------ Data supplied

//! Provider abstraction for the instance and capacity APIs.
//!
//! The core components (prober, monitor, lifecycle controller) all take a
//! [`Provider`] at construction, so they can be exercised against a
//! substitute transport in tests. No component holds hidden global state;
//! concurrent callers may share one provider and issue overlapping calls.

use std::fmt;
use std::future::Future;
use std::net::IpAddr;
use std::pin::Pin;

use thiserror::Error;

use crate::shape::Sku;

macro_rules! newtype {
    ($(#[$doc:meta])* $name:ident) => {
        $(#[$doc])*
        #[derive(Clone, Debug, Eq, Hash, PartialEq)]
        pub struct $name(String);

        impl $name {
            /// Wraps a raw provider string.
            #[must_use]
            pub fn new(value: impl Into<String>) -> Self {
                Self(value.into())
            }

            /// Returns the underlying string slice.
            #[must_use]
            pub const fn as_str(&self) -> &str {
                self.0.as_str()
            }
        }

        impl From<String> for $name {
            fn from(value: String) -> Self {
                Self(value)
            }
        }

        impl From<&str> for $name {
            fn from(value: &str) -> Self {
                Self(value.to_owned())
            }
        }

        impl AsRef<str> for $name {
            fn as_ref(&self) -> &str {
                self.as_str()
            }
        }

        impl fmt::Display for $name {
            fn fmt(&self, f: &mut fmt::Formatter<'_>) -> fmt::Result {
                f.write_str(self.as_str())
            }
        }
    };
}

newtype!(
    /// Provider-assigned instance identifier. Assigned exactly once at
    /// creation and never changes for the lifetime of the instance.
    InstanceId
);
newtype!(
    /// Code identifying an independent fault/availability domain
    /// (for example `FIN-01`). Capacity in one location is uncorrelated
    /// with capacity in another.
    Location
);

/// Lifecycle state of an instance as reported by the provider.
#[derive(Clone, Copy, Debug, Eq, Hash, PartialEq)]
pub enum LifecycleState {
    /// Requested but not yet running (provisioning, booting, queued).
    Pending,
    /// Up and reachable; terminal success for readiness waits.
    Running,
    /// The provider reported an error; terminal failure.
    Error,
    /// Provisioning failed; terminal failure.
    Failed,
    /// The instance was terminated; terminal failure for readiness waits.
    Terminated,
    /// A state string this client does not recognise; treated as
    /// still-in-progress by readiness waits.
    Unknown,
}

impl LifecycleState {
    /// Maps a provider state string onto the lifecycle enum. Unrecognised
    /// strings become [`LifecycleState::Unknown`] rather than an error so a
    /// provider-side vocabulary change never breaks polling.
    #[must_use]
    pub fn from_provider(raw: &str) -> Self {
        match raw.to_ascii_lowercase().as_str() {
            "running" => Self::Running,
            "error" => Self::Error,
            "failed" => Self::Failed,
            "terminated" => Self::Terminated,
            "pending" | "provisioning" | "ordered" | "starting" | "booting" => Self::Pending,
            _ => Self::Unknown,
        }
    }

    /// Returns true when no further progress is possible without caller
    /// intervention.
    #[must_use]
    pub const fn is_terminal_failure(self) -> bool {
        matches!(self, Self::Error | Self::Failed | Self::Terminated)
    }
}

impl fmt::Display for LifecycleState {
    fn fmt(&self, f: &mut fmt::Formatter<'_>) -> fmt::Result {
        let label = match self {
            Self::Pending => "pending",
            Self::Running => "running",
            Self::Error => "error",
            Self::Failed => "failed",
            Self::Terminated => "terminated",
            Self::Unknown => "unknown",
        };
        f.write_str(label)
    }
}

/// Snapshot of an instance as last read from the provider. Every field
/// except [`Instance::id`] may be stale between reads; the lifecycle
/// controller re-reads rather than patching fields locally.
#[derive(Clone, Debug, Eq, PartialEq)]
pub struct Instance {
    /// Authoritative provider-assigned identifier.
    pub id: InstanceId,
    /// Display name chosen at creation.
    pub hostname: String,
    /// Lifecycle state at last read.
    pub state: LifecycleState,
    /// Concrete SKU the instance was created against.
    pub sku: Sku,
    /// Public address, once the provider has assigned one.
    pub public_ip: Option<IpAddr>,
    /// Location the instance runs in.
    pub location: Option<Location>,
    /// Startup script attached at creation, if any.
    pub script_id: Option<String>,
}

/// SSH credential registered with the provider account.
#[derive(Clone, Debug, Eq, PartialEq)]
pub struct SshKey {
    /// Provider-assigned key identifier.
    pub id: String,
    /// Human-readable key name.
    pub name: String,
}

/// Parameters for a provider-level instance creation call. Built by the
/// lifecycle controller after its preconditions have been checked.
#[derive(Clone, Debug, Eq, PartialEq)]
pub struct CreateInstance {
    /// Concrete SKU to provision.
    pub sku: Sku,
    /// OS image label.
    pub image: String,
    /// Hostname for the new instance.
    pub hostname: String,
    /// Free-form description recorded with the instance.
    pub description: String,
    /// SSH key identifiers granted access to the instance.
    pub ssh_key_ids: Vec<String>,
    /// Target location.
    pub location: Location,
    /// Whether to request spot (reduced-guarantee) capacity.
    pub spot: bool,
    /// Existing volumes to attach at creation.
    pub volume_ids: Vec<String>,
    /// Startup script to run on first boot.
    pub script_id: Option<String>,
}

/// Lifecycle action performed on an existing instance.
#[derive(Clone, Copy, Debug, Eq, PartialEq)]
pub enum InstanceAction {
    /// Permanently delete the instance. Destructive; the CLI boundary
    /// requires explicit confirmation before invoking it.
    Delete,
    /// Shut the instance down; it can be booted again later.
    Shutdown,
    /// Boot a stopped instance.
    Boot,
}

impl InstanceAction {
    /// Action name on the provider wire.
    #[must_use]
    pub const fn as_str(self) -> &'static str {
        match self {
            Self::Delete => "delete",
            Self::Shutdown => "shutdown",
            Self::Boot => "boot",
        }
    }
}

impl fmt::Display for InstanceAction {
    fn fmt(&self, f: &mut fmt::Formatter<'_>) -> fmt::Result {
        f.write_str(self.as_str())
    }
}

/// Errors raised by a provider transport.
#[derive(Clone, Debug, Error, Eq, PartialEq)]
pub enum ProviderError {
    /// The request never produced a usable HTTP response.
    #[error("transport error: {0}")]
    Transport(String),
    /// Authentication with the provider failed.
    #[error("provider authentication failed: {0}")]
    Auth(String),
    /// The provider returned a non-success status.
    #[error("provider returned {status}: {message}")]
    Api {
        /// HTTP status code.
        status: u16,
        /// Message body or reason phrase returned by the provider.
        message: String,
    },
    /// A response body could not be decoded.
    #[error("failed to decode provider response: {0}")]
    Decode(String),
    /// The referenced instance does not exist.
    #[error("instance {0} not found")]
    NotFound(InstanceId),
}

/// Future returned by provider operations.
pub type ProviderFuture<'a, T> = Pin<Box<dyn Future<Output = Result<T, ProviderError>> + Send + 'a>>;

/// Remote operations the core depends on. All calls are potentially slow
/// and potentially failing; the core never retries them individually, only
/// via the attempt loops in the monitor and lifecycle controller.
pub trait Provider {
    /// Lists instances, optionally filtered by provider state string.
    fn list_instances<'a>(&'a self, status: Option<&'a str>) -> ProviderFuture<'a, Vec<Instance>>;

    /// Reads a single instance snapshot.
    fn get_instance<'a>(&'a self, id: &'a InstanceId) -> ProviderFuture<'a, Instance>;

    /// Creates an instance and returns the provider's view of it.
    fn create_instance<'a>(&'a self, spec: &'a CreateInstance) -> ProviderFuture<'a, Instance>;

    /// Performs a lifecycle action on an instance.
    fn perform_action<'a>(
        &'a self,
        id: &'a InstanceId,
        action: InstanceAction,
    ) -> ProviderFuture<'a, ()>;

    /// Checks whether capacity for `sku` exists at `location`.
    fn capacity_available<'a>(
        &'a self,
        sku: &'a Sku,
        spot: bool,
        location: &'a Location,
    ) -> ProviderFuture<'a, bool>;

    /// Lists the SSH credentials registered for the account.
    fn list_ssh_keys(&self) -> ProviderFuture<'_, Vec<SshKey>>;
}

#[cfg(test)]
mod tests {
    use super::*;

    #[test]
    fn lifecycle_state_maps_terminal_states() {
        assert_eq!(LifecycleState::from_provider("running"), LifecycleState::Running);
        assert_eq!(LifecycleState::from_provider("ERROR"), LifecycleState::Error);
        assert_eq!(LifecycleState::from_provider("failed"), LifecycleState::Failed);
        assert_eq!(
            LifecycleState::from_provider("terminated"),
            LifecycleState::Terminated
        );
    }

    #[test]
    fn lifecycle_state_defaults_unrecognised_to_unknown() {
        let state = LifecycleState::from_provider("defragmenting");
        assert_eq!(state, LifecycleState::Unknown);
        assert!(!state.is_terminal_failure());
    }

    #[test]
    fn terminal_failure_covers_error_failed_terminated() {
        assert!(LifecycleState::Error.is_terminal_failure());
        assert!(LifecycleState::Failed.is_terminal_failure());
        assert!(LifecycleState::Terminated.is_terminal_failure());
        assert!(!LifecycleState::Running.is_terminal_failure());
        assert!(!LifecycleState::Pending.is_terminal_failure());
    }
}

------------

### Problem statement
Find the lines above with the word "once". Copy them out.

### Reply to the task
    /// Provider-assigned instance identifier. Assigned exactly once at
    /// Public address, once the provider has assigned one.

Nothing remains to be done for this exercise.